─── INFORMATION SUPPLIED ───

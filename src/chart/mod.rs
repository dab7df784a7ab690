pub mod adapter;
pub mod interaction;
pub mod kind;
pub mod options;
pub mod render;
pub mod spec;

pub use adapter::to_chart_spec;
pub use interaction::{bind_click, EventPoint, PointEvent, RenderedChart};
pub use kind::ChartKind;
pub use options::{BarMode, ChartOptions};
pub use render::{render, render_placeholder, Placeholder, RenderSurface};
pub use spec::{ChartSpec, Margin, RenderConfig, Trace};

───

**WHAT TO DO**
Without leaving anything out, repeat every entry shown above.

**THE ANSWER**
filename src/chart/mod.rs
repository dab7df784a7ab690
pub mod adapter;
pub mod interaction;
pub mod kind;
pub mod options;
pub mod render;
pub mod spec;

pub use adapter::to_chart_spec;
pub use interaction::{bind_click, EventPoint, PointEvent, RenderedChart};
pub use kind::ChartKind;
pub use options::{BarMode, ChartOptions};
pub use render::{render, render_placeholder, Placeholder, RenderSurface};
pub use spec::{ChartSpec, Margin, RenderConfig, Trace};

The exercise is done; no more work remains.